EXERCISE MATERIAL:
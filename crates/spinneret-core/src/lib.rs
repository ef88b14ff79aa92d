//! spinneret-core: LLM-driven scraper synthesis with bounded self-repair.
//!
//! The pipeline for one target site:
//!
//! 1. **Analyze** — a navigator agent browses the site and produces a
//!    structured [`AnalysisReport`](domain::AnalysisReport).
//! 2. **Fields** — the caller declares the fields the scraper must extract.
//! 3. **Generate** — a synthesizer agent writes a candidate spider; the
//!    repair loop tests it in a sandboxed process and, on failure, feeds
//!    diagnostics back for a corrected candidate, up to an iteration budget.
//! 4. **Run** — the accepted program executes without a time budget and the
//!    scraped records land in the project directory.
//!
//! [`task::ScrapeTask`] is the facade over the whole lifecycle; the
//! individual pieces (agents, sandbox, repair loop) are public for callers
//! that need finer control or test doubles.

pub mod agents;
pub mod config;
pub mod domain;
pub mod llm;
pub mod obs;
pub mod release;
pub mod repair;
pub mod sandbox;
pub mod task;
pub mod telemetry;
pub mod workspace;

pub use agents::{
    HeuristicAdvisor, LlmAdvisor, LlmNavigator, LlmSynthesizer, NavigatorConfig, RepairAdvisor,
    SiteAnalyzer, SpiderSynthesizer,
};
pub use config::TaskConfig;
pub use domain::{
    classify_outcome, field_coverage, spider_name_from_url, AnalysisReport, DataRegion,
    ExecutionResult, Field, FieldKind, FieldSpec, GeneratedProgram, NavigationStrategy, Outcome,
    RepairRequest, Result, SpinneretError,
};
pub use llm::{LlmConfig, LlmError, ModelRole, OpenRouterClient};
pub use release::ReleaseRunner;
pub use repair::{LoopState, RepairLoop, RepairReport, Verdict};
pub use sandbox::{ProcessSandbox, ProgramRunner, RunnerConfig, SandboxError};
pub use task::{open_accepted, ScrapeTask};
pub use telemetry::init_tracing;
pub use workspace::{ProjectWorkspace, TaskManifest};

/// Crate version.
pub const VERSION: &str = env!("CARGO_PKG_VERSION");
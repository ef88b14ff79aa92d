//! Target field declarations supplied by the caller before generation.

use serde::{Deserialize, Serialize};

use super::error::SpinneretError;

/// Scalar kind a scraped field is declared as.
#[derive(Debug, Clone, Copy, PartialEq, Eq, Serialize, Deserialize)]
#[serde(rename_all = "snake_case")]
pub enum FieldKind {
    Text,
    Number,
    Boolean,
}

impl FieldKind {
    pub fn as_str(&self) -> &'static str {
        match self {
            FieldKind::Text => "text",
            FieldKind::Number => "number",
            FieldKind::Boolean => "boolean",
        }
    }
}

impl std::str::FromStr for FieldKind {
    type Err = SpinneretError;

    fn from_str(s: &str) -> Result<Self, Self::Err> {
        match s.trim().to_ascii_lowercase().as_str() {
            "text" | "str" | "string" => Ok(FieldKind::Text),
            "number" | "int" | "float" => Ok(FieldKind::Number),
            "boolean" | "bool" => Ok(FieldKind::Boolean),
            other => Err(SpinneretError::InvalidFieldSpec(format!(
                "unknown field kind: {other}"
            ))),
        }
    }
}

/// One requested field.
#[derive(Debug, Clone, PartialEq, Eq, Serialize, Deserialize)]
pub struct Field {
    pub name: String,
    pub kind: FieldKind,
}

/// Ordered set of fields the generated spider must extract.
///
/// Order is preserved because it is meaningful to the synthesizer prompt
/// and to the output item definition. Immutable once constructed.
#[derive(Debug, Clone, Default, PartialEq, Eq, Serialize, Deserialize)]
pub struct FieldSpec {
    fields: Vec<Field>,
}

impl FieldSpec {
    /// Hard cap on fields per scraper.
    pub const MAX_FIELDS: usize = 20;

    /// Build a validated spec from (name, kind) pairs.
    ///
    /// Rejects empty specs, duplicate names, empty names, and specs over
    /// [`Self::MAX_FIELDS`].
    pub fn new(pairs: Vec<(String, FieldKind)>) -> Result<Self, SpinneretError> {
        if pairs.is_empty() {
            return Err(SpinneretError::InvalidFieldSpec(
                "at least one field is required".to_string(),
            ));
        }
        if pairs.len() > Self::MAX_FIELDS {
            return Err(SpinneretError::InvalidFieldSpec(format!(
                "{} fields requested, maximum is {}",
                pairs.len(),
                Self::MAX_FIELDS
            )));
        }

        let mut fields = Vec::with_capacity(pairs.len());
        for (name, kind) in pairs {
            let name = name.trim().to_string();
            if name.is_empty() {
                return Err(SpinneretError::InvalidFieldSpec(
                    "field name must not be empty".to_string(),
                ));
            }
            if fields.iter().any(|f: &Field| f.name == name) {
                return Err(SpinneretError::InvalidFieldSpec(format!(
                    "duplicate field name: {name}"
                )));
            }
            fields.push(Field { name, kind });
        }

        Ok(Self { fields })
    }

    /// Parse `name:kind` entries, e.g. `price:number`.
    pub fn parse_entries(entries: &[String]) -> Result<Self, SpinneretError> {
        let mut pairs = Vec::with_capacity(entries.len());
        for entry in entries {
            let (name, kind) = entry.split_once(':').ok_or_else(|| {
                SpinneretError::InvalidFieldSpec(format!(
                    "expected name:kind, got {entry}"
                ))
            })?;
            pairs.push((name.to_string(), kind.parse()?));
        }
        Self::new(pairs)
    }

    pub fn len(&self) -> usize {
        self.fields.len()
    }

    pub fn is_empty(&self) -> bool {
        self.fields.is_empty()
    }

    pub fn iter(&self) -> impl Iterator<Item = &Field> {
        self.fields.iter()
    }

    pub fn names(&self) -> impl Iterator<Item = &str> {
        self.fields.iter().map(|f| f.name.as_str())
    }

    pub fn contains(&self, name: &str) -> bool {
        self.fields.iter().any(|f| f.name == name)
    }
}

#[cfg(test)]
mod tests {
    use super::*;

    fn pairs(names: &[&str]) -> Vec<(String, FieldKind)> {
        names.iter().map(|n| (n.to_string(), FieldKind::Text)).collect()
    }

    #[test]
    fn test_field_spec_preserves_order() {
        let spec = FieldSpec::new(pairs(&["title", "price", "url"])).unwrap();
        let names: Vec<_> = spec.names().collect();
        assert_eq!(names, vec!["title", "price", "url"]);
    }

    #[test]
    fn test_field_spec_rejects_empty() {
        assert!(FieldSpec::new(vec![]).is_err());
    }

    #[test]
    fn test_field_spec_rejects_duplicates() {
        let err = FieldSpec::new(pairs(&["price", "price"])).unwrap_err();
        assert!(err.to_string().contains("duplicate"));
    }

    #[test]
    fn test_field_spec_rejects_over_limit() {
        let unique: Vec<(String, FieldKind)> = (0..=FieldSpec::MAX_FIELDS)
            .map(|i| (format!("field_{i}"), FieldKind::Text))
            .collect();
        assert!(FieldSpec::new(unique).is_err());
    }

    #[test]
    fn test_parse_entries() {
        let spec = FieldSpec::parse_entries(&[
            "title:text".to_string(),
            "price:number".to_string(),
            "in_stock:bool".to_string(),
        ])
        .unwrap();
        assert_eq!(spec.len(), 3);
        assert!(spec.contains("in_stock"));
    }

    #[test]
    fn test_parse_entries_bad_kind() {
        let err =
            FieldSpec::parse_entries(&["title:blob".to_string()]).unwrap_err();
        assert!(err.to_string().contains("unknown field kind"));
    }

    #[test]
    fn test_field_kind_serde() {
        let json = serde_json::to_string(&FieldKind::Number).unwrap();
        assert_eq!(json, "\"number\"");
    }
}
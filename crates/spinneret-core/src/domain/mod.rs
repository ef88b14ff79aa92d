//! Domain types for spinneret: analysis reports, field specs, program
//! versions, and execution outcomes.

pub mod analysis;
pub mod error;
pub mod fields;
pub mod outcome;
pub mod program;

pub use analysis::{AnalysisReport, DataRegion, NavigationStrategy};
pub use error::{Result, SpinneretError};
pub use fields::{Field, FieldKind, FieldSpec};
pub use outcome::{classify_outcome, field_coverage, ExecutionResult, Outcome};
pub use program::{spider_name_from_url, GeneratedProgram, RepairRequest};
//! Execution results and outcome classification.

use std::collections::BTreeMap;

use serde::{Deserialize, Serialize};

use super::fields::FieldSpec;

/// Derived classification of one test run.
#[derive(Debug, Clone, Copy, PartialEq, Eq, Serialize, Deserialize)]
#[serde(rename_all = "snake_case")]
pub enum Outcome {
    /// All requested fields populated at or above the completeness
    /// threshold, zero fatal errors.
    Success,

    /// Records were produced but coverage fell short, or non-fatal
    /// diagnostics were present.
    Partial,

    /// No records at all.
    Failure,
}

impl Outcome {
    pub fn as_str(&self) -> &'static str {
        match self {
            Outcome::Success => "success",
            Outcome::Partial => "partial",
            Outcome::Failure => "failure",
        }
    }

    /// Whether this outcome should trigger another repair iteration.
    /// Partial runs retry exactly like failures.
    pub fn needs_repair(&self) -> bool {
        !matches!(self, Outcome::Success)
    }
}

/// Immutable record of one sandbox run of one program version.
#[derive(Debug, Clone, PartialEq, Serialize, Deserialize)]
pub struct ExecutionResult {
    /// Generation index of the program this run executed (1:1).
    pub generation: u32,

    /// Child process exit code, if the process exited on its own.
    pub exit_code: Option<i32>,

    /// Number of output records produced.
    pub records: u64,

    /// Per requested field, how many records populated it.
    pub field_population: BTreeMap<String, u64>,

    /// Fraction of requested fields populated at least once (0.0..=1.0).
    pub coverage: f32,

    /// Extracted error lines and stack traces; a trailing timeout note is
    /// appended when the run was force-terminated.
    pub diagnostics: Vec<String>,

    /// Whether the run hit the wall-clock budget and was killed.
    pub timed_out: bool,

    /// Wall-clock duration in milliseconds.
    pub duration_ms: u64,

    /// Derived classification.
    pub outcome: Outcome,
}

impl ExecutionResult {
    /// Requested fields that no record populated.
    pub fn missing_fields(&self, spec: &FieldSpec) -> Vec<String> {
        spec.names()
            .filter(|name| self.field_population.get(*name).copied().unwrap_or(0) == 0)
            .map(str::to_string)
            .collect()
    }
}

/// Coverage over a batch of scraped records.
///
/// A field counts as populated when at least one record carries a non-null,
/// non-empty value for it. Returns the per-field population counts and the
/// overall fraction; an empty spec trivially has full coverage.
pub fn field_coverage(
    records: &[serde_json::Value],
    spec: &FieldSpec,
) -> (BTreeMap<String, u64>, f32) {
    let mut population = BTreeMap::new();
    for name in spec.names() {
        population.insert(name.to_string(), 0u64);
    }

    for record in records {
        let Some(object) = record.as_object() else {
            continue;
        };
        for name in spec.names() {
            let populated = match object.get(name) {
                None => false,
                Some(serde_json::Value::Null) => false,
                Some(serde_json::Value::String(s)) => !s.trim().is_empty(),
                Some(serde_json::Value::Array(a)) => !a.is_empty(),
                Some(_) => true,
            };
            if populated {
                if let Some(count) = population.get_mut(name) {
                    *count += 1;
                }
            }
        }
    }

    let coverage = if spec.is_empty() {
        1.0
    } else {
        let populated = population.values().filter(|&&count| count > 0).count();
        populated as f32 / spec.len() as f32
    };

    (population, coverage)
}

/// Classify a run from its observable effects.
///
/// `fatal_errors` is the count of extracted error diagnostics — a timeout
/// note is not fatal (test runs are routinely cut off mid-crawl).
pub fn classify_outcome(records: u64, coverage: f32, fatal_errors: usize, threshold: f32) -> Outcome {
    if records == 0 {
        Outcome::Failure
    } else if fatal_errors == 0 && coverage >= threshold {
        Outcome::Success
    } else {
        Outcome::Partial
    }
}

WHAT THIS TASK INVOLVES:
Look for the word "false" in the listing above, and copy every line where you find it.

ANSWER FOR THIS EXERCISE:
                None => false,
                Some(serde_json::Value::Null) => false,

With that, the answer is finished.